* EXERCISE
Starting at the first line of the entries below, output every line exactly, up to and including the line with "const NANOS_PER_SEC: f64 = 1e9;".
+ + +
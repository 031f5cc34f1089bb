//! Timestamp / ClockOffset - nanosecond time model
//!
//! Both the log-level arrival time and the embedded header stamp use the same
//! resolution, so offsets are plain signed nanosecond differences.

use serde::{Deserialize, Serialize};
use std::fmt;

const NANOS_PER_SEC: f64 = 1e9;

/// Point in time, nanoseconds since the recording clock epoch
#[derive(Debug, Clone, Copy, PartialEq, Eq, PartialOrd, Ord, Hash, Default, Serialize, Deserialize)]
#[serde(transparent)]
pub struct Timestamp(pub i64);

impl Timestamp {
    /// Raw nanoseconds
    #[inline]
    pub const fn as_nanos(self) -> i64 {
        self.0
    }

    /// Seconds as f64 (diagnostics only)
    pub fn as_secs_f64(self) -> f64 {
        self.0 as f64 / NANOS_PER_SEC
    }

    /// `self - earlier`, `None` on overflow
    pub fn checked_offset_from(self, earlier: Timestamp) -> Option<ClockOffset> {
        self.0.checked_sub(earlier.0).map(ClockOffset)
    }

    /// Shift by `offset`, `None` on overflow
    pub fn checked_shift(self, offset: ClockOffset) -> Option<Timestamp> {
        self.0.checked_add(offset.0).map(Timestamp)
    }
}

impl fmt::Display for Timestamp {
    fn fmt(&self, f: &mut fmt::Formatter<'_>) -> fmt::Result {
        write!(f, "{}ns", self.0)
    }
}

/// Signed clock offset in nanoseconds (arrival clock minus header stamp)
#[derive(Debug, Clone, Copy, PartialEq, Eq, PartialOrd, Ord, Hash, Default, Serialize, Deserialize)]
#[serde(transparent)]
pub struct ClockOffset(pub i64);

impl ClockOffset {
    /// Raw nanoseconds
    #[inline]
    pub const fn as_nanos(self) -> i64 {
        self.0
    }

    /// Seconds as f64, signed
    pub fn as_secs_f64(self) -> f64 {
        self.0 as f64 / NANOS_PER_SEC
    }
}

impl fmt::Display for ClockOffset {
    fn fmt(&self, f: &mut fmt::Formatter<'_>) -> fmt::Result {
        write!(f, "{}s", self.as_secs_f64())
    }
}
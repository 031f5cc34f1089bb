//! Rewrite pass.
//!
//! Applies the per-family offset to embedded stamps. Arrival times are never
//! touched and records keep their input order.

use contracts::{
    ClockOffset, CompleteOffsets, ContractError, Family, LogSink, Payload, Record, RewriteStats,
    Timestamp, UnstampedPolicy,
};
use tracing::{trace, warn};

use crate::classifier::Classifier;

/// What happened to one record
#[derive(Debug, Clone, PartialEq)]
pub enum Correction {
    /// Stamp(s) shifted by the family offset
    Shifted {
        record: Record,
        family: Family,
        /// Number of stamps changed (1, or the sub-transform count)
        stamps: u64,
    },
    /// Unclassified, unchanged
    PassThrough(Record),
    /// Classified but the payload has no stamp field, unchanged
    Unstamped { record: Record, family: Family },
}

/// Shifts stamps according to a complete offset table
#[derive(Debug, Clone)]
pub struct Rewriter<'a> {
    classifier: &'a Classifier,
    offsets: &'a CompleteOffsets,
    unstamped_policy: UnstampedPolicy,
}

impl<'a> Rewriter<'a> {
    /// Create a rewriter
    pub fn new(
        classifier: &'a Classifier,
        offsets: &'a CompleteOffsets,
        unstamped_policy: UnstampedPolicy,
    ) -> Self {
        Self {
            classifier,
            offsets,
            unstamped_policy,
        }
    }

    /// Correct a single record.
    ///
    /// On the transform channel the family comes from the first
    /// sub-transform, and every sub-transform is shifted by that family's
    /// offset.
    pub fn correct(&self, mut record: Record) -> Result<Correction, ContractError> {
        let Some(class) = self.classifier.classify(&record.channel, &record.payload) else {
            return Ok(Correction::PassThrough(record));
        };

        let diff = self.offsets.offset(class.family);
        let stamps = match &mut record.payload {
            Payload::Transforms { transforms } => {
                for transform in transforms.iter_mut() {
                    transform.header.stamp = shift(transform.header.stamp, diff, &record.channel)?;
                }
                Some(transforms.len() as u64)
            }
            Payload::Stamped { header, .. } => {
                header.stamp = shift(header.stamp, diff, &record.channel)?;
                Some(1)
            }
            Payload::Unstamped { .. } => None,
        };

        Ok(match stamps {
            Some(stamps) => {
                record.discard_raw();
                Correction::Shifted {
                    record,
                    family: class.family,
                    stamps,
                }
            }
            None => Correction::Unstamped {
                record,
                family: class.family,
            },
        })
    }

    /// Stream `records` through `correct` into `sink`.
    ///
    /// The sink is neither flushed nor closed here.
    pub fn rewrite<I, S>(&self, records: I, sink: &mut S) -> Result<RewriteStats, ContractError>
    where
        I: IntoIterator<Item = Result<Record, ContractError>>,
        S: LogSink + ?Sized,
    {
        let mut stats = RewriteStats::default();

        for record in records {
            let record = record?;
            stats.total += 1;
            let correction = self.correct(record)?;
            self.emit(correction, sink, &mut stats)?;
        }

        Ok(stats)
    }

    /// Write a corrected record and count it
    fn emit<S>(
        &self,
        correction: Correction,
        sink: &mut S,
        stats: &mut RewriteStats,
    ) -> Result<(), ContractError>
    where
        S: LogSink + ?Sized,
    {
        match correction {
            Correction::Shifted {
                record,
                family,
                stamps,
            } => {
                stats.count_shifted(family);
                if self.classifier.is_transform_channel(&record.channel) {
                    stats.transforms_shifted += stamps;
                }
                trace!(channel = %record.channel, %family, stamps, "Stamps shifted");
                observability::record_rewritten(Some(family));
                sink.write(&record)
            }
            Correction::PassThrough(record) => {
                stats.passed_through += 1;
                observability::record_rewritten(None);
                sink.write(&record)
            }
            Correction::Unstamped { record, family } => {
                stats.unstamped += 1;
                observability::record_unstamped(&record.channel);
                warn!(
                    channel = %record.channel,
                    %family,
                    policy = ?self.unstamped_policy,
                    "No header stamp found, record not adjusted"
                );
                match self.unstamped_policy {
                    UnstampedPolicy::Forward => sink.write(&record),
                    UnstampedPolicy::Drop => {
                        stats.dropped += 1;
                        Ok(())
                    }
                }
            }
        }
    }
}

fn shift(stamp: Timestamp, diff: ClockOffset, channel: &str) -> Result<Timestamp, ContractError> {
    stamp
        .checked_shift(diff)
        .ok_or_else(|| ContractError::StampOverflow {
            channel: channel.to_string(),
        })
}
//! Family / OffsetTable - discovery output
//!
//! The offset table is write-once per family. The rewriter only accepts a
//! `CompleteOffsets`, which can only be built once both families are known.

use serde::{Deserialize, Serialize};
use std::fmt;

use crate::{ClockOffset, Timestamp};

/// Logical channel family
#[derive(Debug, Clone, Copy, PartialEq, Eq, Hash, PartialOrd, Ord, Serialize, Deserialize)]
#[serde(rename_all = "snake_case")]
pub enum Family {
    Hose,
    Shoot,
}

impl Family {
    /// All families, in classification order
    pub const ALL: [Family; 2] = [Family::Hose, Family::Shoot];

    /// Lowercase name
    pub fn as_str(self) -> &'static str {
        match self {
            Family::Hose => "hose",
            Family::Shoot => "shoot",
        }
    }

    fn index(self) -> usize {
        match self {
            Family::Hose => 0,
            Family::Shoot => 1,
        }
    }
}

impl fmt::Display for Family {
    fn fmt(&self, f: &mut fmt::Formatter<'_>) -> fmt::Result {
        f.write_str(self.as_str())
    }
}

/// First sample observed for a family
#[derive(Debug, Clone, PartialEq, Eq, Serialize, Deserialize)]
pub struct ClockAnchor {
    /// Channel the sample was read from
    pub channel: String,

    /// Log-level arrival time of the sample
    pub arrival_time: Timestamp,

    /// Embedded stamp of the sample
    pub header_stamp: Timestamp,

    /// `arrival_time - header_stamp`
    pub offset: ClockOffset,
}

/// Per-family clock offsets
#[derive(Debug, Clone, Default, PartialEq, Eq, Serialize, Deserialize)]
pub struct OffsetTable {
    anchors: [Option<ClockAnchor>; 2],
}

impl OffsetTable {
    /// Empty table
    pub fn new() -> Self {
        Self::default()
    }

    /// Record the anchor for `family`.
    ///
    /// Returns `false` (and keeps the existing entry) if the family already
    /// has one.
    pub fn record(&mut self, family: Family, anchor: ClockAnchor) -> bool {
        let slot = &mut self.anchors[family.index()];
        if slot.is_some() {
            return false;
        }
        *slot = Some(anchor);
        true
    }

    /// Whether `family` has been discovered
    pub fn contains(&self, family: Family) -> bool {
        self.anchors[family.index()].is_some()
    }

    /// Anchor sample for `family`
    pub fn anchor(&self, family: Family) -> Option<&ClockAnchor> {
        self.anchors[family.index()].as_ref()
    }

    /// Offset for `family`
    pub fn offset(&self, family: Family) -> Option<ClockOffset> {
        self.anchor(family).map(|a| a.offset)
    }

    /// Both families discovered
    pub fn is_complete(&self) -> bool {
        Family::ALL.iter().all(|f| self.contains(*f))
    }

    /// Families without an entry
    pub fn missing(&self) -> Vec<Family> {
        Family::ALL
            .iter()
            .copied()
            .filter(|f| !self.contains(*f))
            .collect()
    }

    /// Freeze into a complete table, or give the table back if incomplete
    pub fn into_complete(self) -> Result<CompleteOffsets, OffsetTable> {
        match self.anchors {
            [Some(hose), Some(shoot)] => Ok(CompleteOffsets { hose, shoot }),
            anchors => Err(OffsetTable { anchors }),
        }
    }
}

/// Offset table with an entry for every family
#[derive(Debug, Clone, PartialEq, Eq, Serialize, Deserialize)]
pub struct CompleteOffsets {
    hose: ClockAnchor,
    shoot: ClockAnchor,
}

impl CompleteOffsets {
    /// Anchor sample for `family`
    pub fn anchor(&self, family: Family) -> &ClockAnchor {
        match family {
            Family::Hose => &self.hose,
            Family::Shoot => &self.shoot,
        }
    }

    /// Offset for `family`
    pub fn offset(&self, family: Family) -> ClockOffset {
        self.anchor(family).offset
    }
}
+ + +
* ANSWER FOR THIS EXERCISE
repository 031f5cc34f1089bb
//! Timestamp / ClockOffset - nanosecond time model
//!
//! Both the log-level arrival time and the embedded header stamp use the same
//! resolution, so offsets are plain signed nanosecond differences.

use serde::{Deserialize, Serialize};
use std::fmt;

const NANOS_PER_SEC: f64 = 1e9;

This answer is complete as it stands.